If there’s money in an activity, there’s opportunity for fraud. That’s become true of the recycling industry. California’s Beverage Container Recycling and Litter Reduction Act incentivizes recycling through a California Redemption Value (CRV) fee paid by consumers at the time of purchase and refunded upon return of empty plastic bottles and aluminum cans to state-certified recycling centers. California agents have arrested nine suspects in a move to dismantle an organized recycling fraud ring that stretched from Phoenix to Los Angeles. According to a press release from California’s Office of Public Affairs, the multi-state network of buyers, sellers, baggers, loaders, and drivers are believed to be responsible for smuggling semi-truck loads of ineligible out-of-state containers into the state for fraudulent redemption at multiple Southern California recycling centers.
The CRV fee is not paid on beverages purchased outside the state and those containers, therefore, are not eligible for CRV redemption.
“Recycling fraud is a serious crime with real consequences for the offenders,” said CalRecycle Acting Director Ken DaRosa. “CalRecycle tackles this problem through an effective collaboration with law enforcement partners who are committed to finding those who would attempt to defraud the state.”
During the months-long investigation, the defendants allegedly brought truckloads of nonredeemable material from Arizona to storage facilities and recycling centers in Southern California in order to redeem the material for money and defraud California’s CRV fund. Drivers deliberately took a long, circuitous route in order to avoid inspection by the California Department of Food and Agriculture, the release said.
The defendants have been charged with felony recycling fraud, conspiracy, and grand theft. Additionally, the truck drivers involved may face suspension of their commercial driver’s licenses and have their tractor-trailers impounded. Upon conviction, felony recycling fraud and related crimes carry a potential sentence of six months to three years behind bars in addition to fines, court-ordered restitution, and possible loss of driver’s license and/or vehicle.
This isn’t the first time the state has uncovered recycling fraud. Over the past few years as plastic has become more valuable as a recyclable material, PlasticsToday has covered incidences of stolen plastic industrial pallets, dairy containers, and other large items taken to recycling facilities for the money offered.

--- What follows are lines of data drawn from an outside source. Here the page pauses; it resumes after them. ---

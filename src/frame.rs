// Fixed-size big-endian wire messages

use crate::error::FrameError;
use crate::game::{Card, Suit};
use bytes::{Buf, BufMut, Bytes, BytesMut};

pub const MAGIC_COOKIE: u32 = 0xabcd_dcba;
pub const OFFER_TYPE: u8 = 0x02;
pub const REQUEST_TYPE: u8 = 0x03;
pub const PAYLOAD_TYPE: u8 = 0x04;
pub const NAME_LEN: usize = 32;

const HEADER_LEN: usize = 5;

pub trait Frame: Sized {
    const SIZE: usize;

    fn encode(&self) -> Bytes;

    fn decode(buf: &[u8]) -> Result<Self, FrameError>;
}

#[derive(Clone, Debug, PartialEq, Eq)]
pub struct Offer {
    pub tcp_port: u16,
    pub server_name: String,
}

#[derive(Clone, Debug, PartialEq, Eq)]
pub struct Request {
    rounds: u8,
    client_name: String,
}

#[derive(Copy, Clone, Debug, PartialEq, Eq)]
pub enum Decision {
    Hit,
    Stand,
}

#[repr(u8)]
#[derive(Copy, Clone, Debug, PartialEq, Eq)]
pub enum RoundResult {
    Continue = 0,
    Tie = 1,
    ClientLoss = 2,
    ClientWin = 3,
}

#[derive(Copy, Clone, Debug, PartialEq, Eq)]
pub struct Payload {
    pub result: RoundResult,
    pub card: Card,
}

fn put_header(buf: &mut BytesMut, kind: u8) {
    buf.put_u32(MAGIC_COOKIE);
    buf.put_u8(kind);
}

// Checks length, cookie and tag, leaving `buf` at the first field.
fn check_header(buf: &mut &[u8], size: usize, kind: u8) -> Result<(), FrameError> {
    if buf.len() != size {
        return Err(FrameError::WrongLength {
            expected: size,
            actual: buf.len(),
        });
    }

    let cookie = buf.get_u32();
    if cookie != MAGIC_COOKIE {
        return Err(FrameError::BadCookie(cookie));
    }

    let tag = buf.get_u8();
    if tag != kind {
        return Err(FrameError::WrongType(tag));
    }

    Ok(())
}

// Truncates on a char boundary so the padded field stays valid UTF-8.
fn put_name(buf: &mut BytesMut, name: &str) {
    let mut end = name.len().min(NAME_LEN);
    while !name.is_char_boundary(end) {
        end -= 1;
    }

    buf.put_slice(&name.as_bytes()[..end]);
    buf.put_bytes(0, NAME_LEN - end);
}

fn get_name(buf: &mut &[u8]) -> Result<String, FrameError> {
    let mut raw = [0u8; NAME_LEN];
    buf.copy_to_slice(&mut raw);

    let end = raw.iter().rposition(|&b| b != 0).map_or(0, |i| i + 1);

    String::from_utf8(raw[..end].to_vec()).map_err(|_| FrameError::BadName)
}

impl Offer {
    pub fn new(tcp_port: u16, server_name: impl Into<String>) -> Offer {
        Offer {
            tcp_port,
            server_name: server_name.into(),
        }
    }
}

impl Frame for Offer {
    const SIZE: usize = HEADER_LEN + 2 + NAME_LEN;

    fn encode(&self) -> Bytes {
        let mut buf = BytesMut::with_capacity(Self::SIZE);
        put_header(&mut buf, OFFER_TYPE);
        buf.put_u16(self.tcp_port);
        put_name(&mut buf, &self.server_name);
        buf.freeze()
    }

    fn decode(mut buf: &[u8]) -> Result<Offer, FrameError> {
        check_header(&mut buf, Self::SIZE, OFFER_TYPE)?;

        let tcp_port = buf.get_u16();
        let server_name = get_name(&mut buf)?;

        Ok(Offer {
            tcp_port,
            server_name,
        })
    }
}

impl Request {
    /// Refuses round counts that do not fit the one byte field, or zero.
    pub fn new(rounds: u32, client_name: impl Into<String>) -> Result<Request, FrameError> {
        let rounds = u8::try_from(rounds)
            .ok()
            .filter(|&r| r > 0)
            .ok_or(FrameError::RoundCount(rounds))?;

        Ok(Request {
            rounds,
            client_name: client_name.into(),
        })
    }

    pub fn rounds(&self) -> u8 {
        self.rounds
    }

    pub fn client_name(&self) -> &str {
        &self.client_name
    }
}

impl Frame for Request {
    const SIZE: usize = HEADER_LEN + 1 + NAME_LEN;

    fn encode(&self) -> Bytes {
        let mut buf = BytesMut::with_capacity(Self::SIZE);
        put_header(&mut buf, REQUEST_TYPE);
        buf.put_u8(self.rounds);
        put_name(&mut buf, &self.client_name);
        buf.freeze()
    }

    fn decode(mut buf: &[u8]) -> Result<Request, FrameError> {
        check_header(&mut buf, Self::SIZE, REQUEST_TYPE)?;

        let rounds = buf.get_u8();
        if rounds == 0 {
            return Err(FrameError::RoundCount(0));
        }

        let client_name = get_name(&mut buf)?;

        Ok(Request {
            rounds,
            client_name,
        })
    }
}

impl Decision {
    // The token is always five bytes, so "Hit" is padded out literally.
    pub fn token(self) -> &'static [u8; 5] {
        match self {
            Decision::Hit => b"Hittt",
            Decision::Stand => b"Stand",
        }
    }
}

impl Frame for Decision {
    const SIZE: usize = HEADER_LEN + 5;

    fn encode(&self) -> Bytes {
        let mut buf = BytesMut::with_capacity(Self::SIZE);
        put_header(&mut buf, PAYLOAD_TYPE);
        buf.put_slice(self.token());
        buf.freeze()
    }

    fn decode(mut buf: &[u8]) -> Result<Decision, FrameError> {
        check_header(&mut buf, Self::SIZE, PAYLOAD_TYPE)?;

        match buf {
            b"Hittt" => Ok(Decision::Hit),
            b"Stand" => Ok(Decision::Stand),
            _ => Err(FrameError::UnknownDecision),
        }
    }
}

impl RoundResult {
    pub fn from_wire(code: u8) -> Option<RoundResult> {
        match code {
            0 => Some(RoundResult::Continue),
            1 => Some(RoundResult::Tie),
            2 => Some(RoundResult::ClientLoss),
            3 => Some(RoundResult::ClientWin),
            _ => None,
        }
    }

    pub fn is_over(self) -> bool {
        self != RoundResult::Continue
    }
}

impl Payload {
    pub fn new(result: RoundResult, card: Card) -> Payload {
        Payload { result, card }
    }
}

impl Frame for Payload {
    const SIZE: usize = HEADER_LEN + 1 + 2 + 1;

    fn encode(&self) -> Bytes {
        let mut buf = BytesMut::with_capacity(Self::SIZE);
        put_header(&mut buf, PAYLOAD_TYPE);
        buf.put_u8(self.result as u8);
        buf.put_u16(self.card.rank() as u16);
        buf.put_u8(self.card.suit().to_wire());
        buf.freeze()
    }

    fn decode(mut buf: &[u8]) -> Result<Payload, FrameError> {
        check_header(&mut buf, Self::SIZE, PAYLOAD_TYPE)?;

        let code = buf.get_u8();
        let result = RoundResult::from_wire(code).ok_or(FrameError::BadResult(code))?;

        let rank = buf.get_u16();
        let code = buf.get_u8();
        let suit = Suit::from_wire(code).ok_or(FrameError::BadSuit(code))?;

        let card = u8::try_from(rank)
            .ok()
            .and_then(|r| Card::new(r, suit))
            .ok_or(FrameError::BadRank(rank))?;

        Ok(Payload { result, card })
    }
}

#[cfg(test)]
mod tests {
    use super::*;

    fn ace_of_spades() -> Card {
        Card::new(1, Suit::Spades).unwrap()
    }

    #[test]
    fn test_frame_sizes() {
        assert_eq!(Offer::SIZE, 39);
        assert_eq!(Request::SIZE, 38);
        assert_eq!(Decision::SIZE, 10);
        assert_eq!(Payload::SIZE, 9);
    }

    #[test]
    fn test_offer_layout() {
        let bytes = Offer::new(0x1234, "dealer").encode();

        assert_eq!(bytes.len(), Offer::SIZE);
        assert_eq!(&bytes[..4], &[0xab, 0xcd, 0xdc, 0xba]);
        assert_eq!(bytes[4], OFFER_TYPE);
        assert_eq!(&bytes[5..7], &[0x12, 0x34]);
        assert_eq!(&bytes[7..13], b"dealer");
        assert!(bytes[13..].iter().all(|&b| b == 0));

        assert_eq!(Offer::decode(&bytes), Ok(Offer::new(0x1234, "dealer")));
    }

    #[test]
    fn test_request_round_trip() {
        let request = Request::new(255, "player one").unwrap();
        let decoded = Request::decode(&request.encode()).unwrap();

        assert_eq!(decoded.rounds(), 255);
        assert_eq!(decoded.client_name(), "player one");
    }

    #[test]
    fn test_request_rejects_round_count() {
        assert_eq!(Request::new(0, "x"), Err(FrameError::RoundCount(0)));
        assert_eq!(Request::new(256, "x"), Err(FrameError::RoundCount(256)));
        assert!(Request::new(1, "x").is_ok());

        let mut bytes = Request::new(3, "x").unwrap().encode().to_vec();
        bytes[5] = 0;
        assert_eq!(Request::decode(&bytes), Err(FrameError::RoundCount(0)));
    }

    #[test]
    fn test_long_names_are_truncated() {
        let long = "é".repeat(20); // 40 bytes
        let offer = Offer::decode(&Offer::new(1, long).encode()).unwrap();

        assert_eq!(offer.server_name, "é".repeat(16));

        let exact = "n".repeat(NAME_LEN);
        let request = Request::decode(&Request::new(1, exact.clone()).unwrap().encode()).unwrap();
        assert_eq!(request.client_name(), exact);
    }

    #[test]
    fn test_decision_tokens() {
        let hit = Decision::Hit.encode();
        assert_eq!(&hit[5..], b"Hittt");
        assert_eq!(Decision::decode(&hit), Ok(Decision::Hit));
        assert_eq!(Decision::decode(&Decision::Stand.encode()), Ok(Decision::Stand));

        let mut bad = hit.to_vec();
        bad[5..].copy_from_slice(b"Hit\0\0");
        assert_eq!(Decision::decode(&bad), Err(FrameError::UnknownDecision));

        bad[5..].copy_from_slice(b"stand");
        assert_eq!(Decision::decode(&bad), Err(FrameError::UnknownDecision));
    }

    #[test]
    fn test_payload_layout() {
        let payload = Payload::new(RoundResult::ClientWin, Card::new(12, Suit::Hearts).unwrap());
        let bytes = payload.encode();

        assert_eq!(&bytes[4..], &[PAYLOAD_TYPE, 3, 0, 12, 2]);
        assert_eq!(Payload::decode(&bytes), Ok(payload));
    }

    #[test]
    fn test_payload_rejects_bad_fields() {
        let good = Payload::new(RoundResult::Continue, ace_of_spades()).encode().to_vec();

        let mut bad = good.clone();
        bad[5] = 4;
        assert_eq!(Payload::decode(&bad), Err(FrameError::BadResult(4)));

        let mut bad = good.clone();
        bad[6..8].copy_from_slice(&14u16.to_be_bytes());
        assert_eq!(Payload::decode(&bad), Err(FrameError::BadRank(14)));

        let mut bad = good.clone();
        bad[7] = 0;
        assert_eq!(Payload::decode(&bad), Err(FrameError::BadRank(0)));

        let mut bad = good;
        bad[8] = 9;
        assert_eq!(Payload::decode(&bad), Err(FrameError::BadSuit(9)));
    }

    #[test]
    fn test_length_must_match_exactly() {
        let payload = Payload::new(RoundResult::Tie, ace_of_spades()).encode();

        let mut long = payload.to_vec();
        long.push(0);
        assert_eq!(
            Payload::decode(&long),
            Err(FrameError::WrongLength {
                expected: 9,
                actual: 10
            })
        );
        assert!(Payload::decode(&payload[..8]).is_err());

        let offer = Offer::new(1, "a").encode();
        assert!(Offer::decode(&offer[..38]).is_err());
        assert!(Offer::decode(&[offer.to_vec(), vec![0]].concat()).is_err());

        let request = Request::new(3, "bob").unwrap().encode();
        assert_eq!(
            Request::decode(&request[..37]),
            Err(FrameError::WrongLength {
                expected: 38,
                actual: 37
            })
        );
        assert_eq!(
            Request::decode(&[request.to_vec(), vec![0]].concat()),
            Err(FrameError::WrongLength {
                expected: 38,
                actual: 39
            })
        );

        let decision = Decision::Stand.encode();
        assert_eq!(
            Decision::decode(&decision[..9]),
            Err(FrameError::WrongLength {
                expected: 10,
                actual: 9
            })
        );
        assert_eq!(
            Decision::decode(&[decision.to_vec(), vec![0]].concat()),
            Err(FrameError::WrongLength {
                expected: 10,
                actual: 11
            })
        );

        // A decision is never a payload and vice versa, despite the shared tag
        assert!(Payload::decode(&Decision::Hit.encode()).is_err());
        assert!(Decision::decode(&payload).is_err());
    }

    #[test]
    fn test_cookie_and_type_checked() {
        let mut bytes = Offer::new(1, "a").encode().to_vec();
        bytes[0] = 0;
        assert_eq!(Offer::decode(&bytes), Err(FrameError::BadCookie(0x00cd_dcba)));

        let mut bytes = Offer::new(1, "a").encode().to_vec();
        bytes[4] = REQUEST_TYPE;
        assert_eq!(Offer::decode(&bytes), Err(FrameError::WrongType(REQUEST_TYPE)));
    }

    #[test]
    fn test_name_must_be_utf8() {
        let mut bytes = Offer::new(1, "a").encode().to_vec();
        bytes[7] = 0xff;
        assert_eq!(Offer::decode(&bytes), Err(FrameError::BadName));
    }
}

“The CRV recycling program is a publicly-funded program meant to better our environment and benefit our communities,” said state Attorney General Xavier Becerra. “Individuals who cheat the program cheat their fellow Californians. Losing a valuable service which reduces landfill waste is not an option. At the California Department of Justice, we continue to investigate recycling fraud and hold perpetrators accountable.”